Problem description |
Go through the data below and copy each line that includes "allows".

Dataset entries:

_ _ _

// Copyright 2024 The x86-paging Authors.
// This project is dual-licensed under Apache 2.0 and MIT terms.
// See LICENSE-APACHE and LICENSE-MIT for details.

//! Abstractions for page table entries and the linear and physical addresses they describe.

use crate::paging::{MapAttribute, PagingMode};

use core::fmt::{self, Debug, Display, Formatter};
use core::ops::{Add, Sub};

/// An x86 linear address, the input of a page table walk.
#[derive(Copy, Clone, Default, Eq, Hash, Ord, PartialEq, PartialOrd)]
#[repr(transparent)]
pub struct LinearAddress(pub u64);

impl Display for LinearAddress {
    fn fmt(&self, f: &mut Formatter) -> Result<(), fmt::Error> {
        write!(f, "{:#018x}", self.0)
    }
}

impl Debug for LinearAddress {
    fn fmt(&self, f: &mut Formatter) -> Result<(), fmt::Error> {
        write!(f, "LinearAddress({})", self)
    }
}

impl Sub for LinearAddress {
    type Output = u64;

    fn sub(self, other: Self) -> Self::Output {
        self.0 - other.0
    }
}

impl Add<u64> for LinearAddress {
    type Output = Self;

    fn add(self, other: u64) -> Self {
        Self(self.0 + other)
    }
}

/// An x86 physical address, the output of a page table walk and the address of every table.
#[derive(Copy, Clone, Default, Eq, Hash, Ord, PartialEq, PartialOrd)]
#[repr(transparent)]
pub struct PhysicalAddress(pub u64);

impl Display for PhysicalAddress {
    fn fmt(&self, f: &mut Formatter) -> Result<(), fmt::Error> {
        write!(f, "{:#018x}", self.0)
    }
}

impl Debug for PhysicalAddress {
    fn fmt(&self, f: &mut Formatter) -> Result<(), fmt::Error> {
        write!(f, "PhysicalAddress({})", self)
    }
}

impl Sub for PhysicalAddress {
    type Output = u64;

    fn sub(self, other: Self) -> Self::Output {
        self.0 - other.0
    }
}

impl Add<u64> for PhysicalAddress {
    type Output = Self;

    fn add(self, other: u64) -> Self {
        Self(self.0 + other)
    }
}

/// Page size bit (PS) of a PDE or PDPTE, which makes it a 2 MiB or 1 GiB leaf.
const PAGE_SIZE_BIT: u64 = 1 << 7;
/// Position of the PAT bit in a PDE or PDPTE leaf. Bit 7 is taken by PS there.
const LARGE_PAT_BIT: u64 = 1 << 12;

/// A raw entry in a page table.
///
/// A descriptor may be:
///   - Not present, i.e. the linear address range is unmapped
///   - A 4 KiB page mapping, if it is in the lowest level table.
///   - A 2 MiB or 1 GiB leaf, if it has the PS bit set at a level that allows leaves.
///   - A pointer to a lower level table otherwise.
///
/// The attributes of a leaf are exposed in the normalized [`MapAttribute`] layout, which always
/// keeps PAT in bit 7 regardless of the level the leaf lives at.
#[derive(Copy, Clone, Default, Eq, PartialEq)]
#[repr(transparent)]
pub struct Descriptor(u64);

impl Descriptor {
    /// An empty (i.e. 0) descriptor.
    pub const EMPTY: Self = Self(0);

    /// Creates a descriptor from its raw value.
    pub const fn from_bits(bits: u64) -> Self {
        Self(bits)
    }

    /// Returns the raw value of the descriptor.
    pub const fn bits(self) -> u64 {
        self.0
    }

    /// Returns `true` if the present bit is set.
    pub const fn is_present(self) -> bool {
        self.0 & MapAttribute::PRESENT.bits() != 0
    }

    /// Returns `true` if this entry terminates the walk at `level` for the given paging mode.
    ///
    /// Entries in the lowest level table are always leaves. Above that, an entry is a leaf only if
    /// it is present, has the PS bit set, and the paging mode allows leaves at that level.
    pub fn is_leaf(self, level: usize, mode: PagingMode) -> bool {
        level == 1
            || (self.is_present()
                && level <= mode.levels().max_leaf_level
                && self.0 & PAGE_SIZE_BIT != 0)
    }

    /// Returns the physical address of the next level table this entry points to.
    ///
    /// Only meaningful for present non-leaf entries.
    pub fn table_address(self) -> PhysicalAddress {
        PhysicalAddress(self.0 & MapAttribute::PAGE_TABLE_BASE_ADDRESS.bits())
    }

    /// Returns the attributes of a leaf at `level` in the normalized layout.
    pub fn leaf_attributes(self, level: usize) -> MapAttribute {
        if level == 1 {
            return MapAttribute::from_bits_retain(self.0);
        }
        let mut bits = self.0 & !(LARGE_PAT_BIT | PAGE_SIZE_BIT);
        if self.0 & LARGE_PAT_BIT != 0 {
            bits |= MapAttribute::PAT.bits();
        }
        MapAttribute::from_bits_retain(bits)
    }

    /// Encodes normalized leaf attributes as a leaf entry at `level`.
    ///
    /// The base address of a large leaf must be aligned to the size of the entry.
    pub(crate) fn leaf(level: usize, attributes: MapAttribute) -> Self {
        if level == 1 {
            return Self(attributes.bits());
        }
        let mut bits = (attributes.bits() & !MapAttribute::PAT.bits()) | PAGE_SIZE_BIT;
        if attributes.contains(MapAttribute::PAT) {
            bits |= LARGE_PAT_BIT;
        }
        Self(bits)
    }

    /// Encodes a non-leaf entry at `level` pointing to the table at `pa`.
    ///
    /// Non-leaf entries grant every permission. PAE PDPTEs have no permission bits.
    pub(crate) fn table(pa: PhysicalAddress, level: usize, mode: PagingMode) -> Self {
        let flags = if mode.is_pae_root(level) {
            MapAttribute::PRESENT
        } else {
            MapAttribute::PRESENT | MapAttribute::READ_WRITE | MapAttribute::USER_SUPERVISOR
        };
        Self((pa.0 & MapAttribute::PAGE_TABLE_BASE_ADDRESS.bits()) | flags.bits())
    }

    /// Returns the permissions a non-leaf entry at `level` imposes on everything below it.
    pub(crate) fn table_permissions(self, level: usize, mode: PagingMode) -> MapAttribute {
        if mode.is_pae_root(level) {
            MapAttribute::PRESENT | MapAttribute::READ_WRITE | MapAttribute::USER_SUPERVISOR
        } else {
            MapAttribute::from_bits_retain(self.0) & MapAttribute::INHERITED
        }
    }

    /// Returns a copy which denies the permissions in `permissions`: read/write and
    /// user/supervisor access are cleared, and execute-disable is set.
    pub(crate) fn restricted(self, permissions: MapAttribute) -> Self {
        let denied = permissions & (MapAttribute::READ_WRITE | MapAttribute::USER_SUPERVISOR);
        Self((self.0 & !denied.bits()) | (permissions & MapAttribute::NX).bits())
    }

    /// The reverse of [`restricted`](Self::restricted).
    pub(crate) fn loosened(self, permissions: MapAttribute) -> Self {
        let granted = permissions & (MapAttribute::READ_WRITE | MapAttribute::USER_SUPERVISOR);
        Self((self.0 | granted.bits()) & !(permissions & MapAttribute::NX).bits())
    }
}

impl Debug for Descriptor {
    fn fmt(&self, f: &mut Formatter) -> Result<(), fmt::Error> {
        write!(f, "{:#018x}", self.0)?;
        if self.is_present() {
            write!(
                f,
                " ({}, {:?})",
                self.table_address(),
                MapAttribute::from_bits_retain(self.0) - MapAttribute::PAGE_TABLE_BASE_ADDRESS
            )?;
        }
        Ok(())
    }
}

#[cfg(test)]
mod tests {
    use super::*;

    #[test]
    fn large_leaf_moves_pat() {
        let attributes = MapAttribute::PRESENT
            | MapAttribute::READ_WRITE
            | MapAttribute::PAT
            | MapAttribute::from_bits_retain(0x4020_0000);
        let descriptor = Descriptor::leaf(2, attributes);
        assert_eq!(descriptor.bits(), 0x4020_1083);
        assert!(descriptor.is_leaf(2, PagingMode::Level4));
        assert_eq!(descriptor.leaf_attributes(2), attributes);
    }

    #[test]
    fn small_leaf_keeps_pat() {
        let attributes =
            MapAttribute::PRESENT | MapAttribute::PAT | MapAttribute::from_bits_retain(0x5000);
        let descriptor = Descriptor::leaf(1, attributes);
        assert_eq!(descriptor.bits(), 0x5081);
        assert_eq!(descriptor.leaf_attributes(1), attributes);
    }

    #[test]
    fn ps_bit_only_counts_where_leaves_are_allowed() {
        let descriptor = Descriptor::from_bits(0x4000_0081);
        assert!(descriptor.is_leaf(3, PagingMode::Level4With1G));
        assert!(!descriptor.is_leaf(3, PagingMode::Level4));
        assert!(!Descriptor::from_bits(0x4000_0080).is_leaf(3, PagingMode::Level4With1G));
    }

    #[test]
    fn table_entries() {
        let pa = PhysicalAddress(0x7000);
        assert_eq!(Descriptor::table(pa, 4, PagingMode::Level4).bits(), 0x7007);
        assert_eq!(Descriptor::table(pa, 3, PagingMode::Pae).bits(), 0x7001);
        assert_eq!(Descriptor::table(pa, 2, PagingMode::Pae).bits(), 0x7007);
        assert_eq!(Descriptor::table(pa, 4, PagingMode::Level4).table_address(), pa);
    }

    #[test]
    fn table_permissions_keep_nx() {
        let descriptor = Descriptor::from_bits(0x8000_0000_0000_7005);
        assert_eq!(
            descriptor.table_permissions(2, PagingMode::Level4),
            MapAttribute::PRESENT | MapAttribute::USER_SUPERVISOR | MapAttribute::NX
        );
    }

    #[test]
    fn restrict_and_loosen() {
        let permissions = MapAttribute::READ_WRITE | MapAttribute::NX;
        let descriptor = Descriptor::from_bits(0x7007);
        assert_eq!(
            descriptor.restricted(permissions).bits(),
            0x8000_0000_0000_7005
        );
        assert_eq!(
            descriptor.restricted(permissions).loosened(permissions),
            descriptor
        );
        assert_eq!(
            descriptor.restricted(MapAttribute::USER_SUPERVISOR).bits(),
            0x7003
        );
    }
}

_ _ _

Answer box |
///   - A 2 MiB or 1 GiB leaf, if it has the PS bit set at a level that allows leaves.
    /// it is present, has the PS bit set, and the paging mode allows leaves at that level.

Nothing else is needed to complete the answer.